Appropriately named, the hub and spoke is essentially a distribution model that resembles the spherical shape of a bicycle wheel. In the middle of a wire-spoked wheel is what is known as the hub. It is this hub that allows each of the spokes, sprawled out in all directions around the wheel, to meet at a centralized location at the center of the wheel.
We see this concept used in multiple industries, such as grocery – where food and consumer products are often loaded into a single truck at a distribution hub, then sent to individual satellite stores. It’s also common at larger airports, where an airline will use it as a distribution center to fly people across the globe. Essentially, this hub and spoke model of doing business and moving people and goods around is something that is almost ingrained in our economy.
How LTL Carriers Use the Hub and Spoke Model
The purpose of a less than truckload shipment is to transport smaller shipments in a larger truck to a destination.
However, it’s not always possible to ship a single pallet from California to Florida via one-way transportation. To make shipping efficient, an LTL carrier will set up or utilize a series of shipping distribution centers or hubs – where smaller shipments can be bundled together in a single truck heading to a specific destination.
This method not only saves the LTL carrier and the shipper a ton of money but expedites the transit of commodities while improving delivery efficiency.
Why the Hub and Spoke Distribution Model Works for LTL Carriers
In a perfect world, a shipper would manage their logistics programs with a single truckload heading to a single destination – then fill that truck with supplies and bring it back to them. However, the supply chain is anything but a perfect world and it is rarely ever quite so simple.
The hub system was designed to simplify the process of shipping commodities that don’t fit this perfect world scenario. Since most LTL shippers simply can’t use full-freight shippers for their logistics needs – the hub and spoke model gives them the flexibility they need.
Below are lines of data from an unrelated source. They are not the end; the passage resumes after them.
use tracing_subscriber::{layer::SubscriberExt, util::SubscriberInitExt, EnvFilter};

fn default_filter(verbose: bool) -> EnvFilter {
    EnvFilter::try_from_default_env().unwrap_or_else(|_| {
        if verbose {
            EnvFilter::new("chainz=debug,info")
        } else {
            EnvFilter::new("chainz=info")
        }
    })
}

pub fn init_cli_logger(verbose: bool) {
    tracing_subscriber::registry()
        .with(default_filter(verbose))
        .with(
            tracing_subscriber::fmt::layer()
                .with_target(false)
                .with_thread_ids(false)
                .with_file(false)
                .with_line_number(false)
                .compact(),
        )
        .init();
}

/// Same filtering as [`init_cli_logger`], one JSON object per event.
pub fn init_json_logger(verbose: bool) {
    tracing_subscriber::registry()
        .with(default_filter(verbose))
        .with(
            tracing_subscriber::fmt::layer()
                .with_target(false)
                .with_thread_ids(false)
                .with_file(false)
                .with_line_number(false)
                .json(),
        )
        .init();
}
use super::*;
use proptest::prelude::*;

fn pt(x: f64, y: f64) -> Point {
    Point::new(x, y)
}

#[test]
fn orientation_basic_turns() {
    let p1 = pt(0.0, 0.0);
    let p2 = pt(0.0, 1.0);
    assert!(orientation(&p1, &p2, &pt(0.0, 2.0)).is_collinear());
    // Left turn (x decreasing) is counter-clockwise.
    assert!(orientation(&p1, &p2, &pt(-1.0, 2.0)).is_ccw());
    assert!(orientation(&p1, &p2, &pt(1.0, 2.0)).is_cw());
}

#[test]
fn orientation_collinear_band() {
    let p1 = pt(0.0, 0.0);
    let p2 = pt(1.0, 0.0);
    // |val| = 1e-7 < EPSILON
    assert!(orientation(&p1, &p2, &pt(2.0, 1e-7)).is_collinear());
    // |val| = 1e-3 is well outside the band
    assert!(!orientation(&p1, &p2, &pt(2.0, 1e-3)).is_collinear());
}

#[test]
fn orientation_from_value_sign_convention() {
    assert_eq!(Orientation::from_value(-1.0), Orientation::CounterClockwise);
    assert_eq!(Orientation::from_value(1.0), Orientation::Clockwise);
    assert_eq!(Orientation::from_value(5e-7), Orientation::Collinear);
    assert_eq!(Orientation::from_value(-5e-7), Orientation::Collinear);
}

#[test]
fn reverse_is_involution() {
    for o in [
        Orientation::Clockwise,
        Orientation::CounterClockwise,
        Orientation::Collinear,
    ] {
        assert_eq!(o.reverse().reverse(), o);
    }
    assert_eq!(Orientation::Collinear.reverse(), Orientation::Collinear);
}

#[test]
fn triangle_helpers() {
    let t = Triangle::from_coords(0.0, 0.0, 10.0, 0.0, 0.0, 10.0);
    assert!(t.orientation().is_ccw());
    assert!(!t.is_degenerate());
    let flat = Triangle::from_coords(0.0, 0.0, 1.0, 1.0, 2.0, 2.0);
    assert!(flat.is_degenerate());
    let e = t.edges();
    assert_eq!(e[0], (t.a, t.b));
    assert_eq!(e[2], (t.c, t.a));
}

fn grid_point() -> impl Strategy<Value = Point> {
    (0i32..1000, 0i32..1000).prop_map(|(x, y)| pt(x as f64, y as f64))
}

proptest! {
    #[test]
    fn cyclic_rotation_preserves_orientation(a in grid_point(), b in grid_point(), c in grid_point()) {
        let o = orientation(&a, &b, &c);
        prop_assume!(!o.is_collinear());
        prop_assert_eq!(orientation(&b, &c, &a), o);
        prop_assert_eq!(orientation(&c, &a, &b), o);
    }

    #[test]
    fn single_swap_reverses_orientation(a in grid_point(), b in grid_point(), c in grid_point()) {
        let o = orientation(&a, &b, &c);
        prop_assume!(!o.is_collinear());
        prop_assert_eq!(orientation(&b, &a, &c), o.reverse());
        prop_assert_eq!(orientation(&a, &c, &b), o.reverse());
        prop_assert_eq!(orientation(&c, &b, &a), o.reverse());
    }
}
Here is why it’s so beneficial for LTL carriers...
A central hub is designed to receive, route, load, and launch multiple shipments to individual destinations. A carrier will typically pick a hub distribution location that is centrally located within their network. Most primary hubs are built in major metropolitan locations, including Denver, Chicago, Houston, and other larger cities. Beyond central hubs are regional-based hubs, such as Los Angeles for the Western US, Kansas for central states, Atlanta for the South Eastern US, and Indianapolis.
This system offers multiple benefits for the LTL carrier as well as the customer.
For starters, a hub-based system is designed for maximum efficiency across the board. But the number one savings is financially-based. A hub can receive multiple LTL shipments each day (with most hubs having more than 100 individual loading docks). The freight can be stored until a route heading to the destination is full and ready to go. This saves the LTL carrier a lot of money on wasted fuel, payroll, and more. The spoke and hub method also permits better customer service.
The modern supply chain is all about efficiency. But the hub and spoke distribution model has been utilized for more than 100 years and is still highly relevant in today's landscape. As technology improves, this method of shipping will only continue to evolve, offering shippers and carriers additional flexibility, improved shipping delivery times, and more tailored customer service.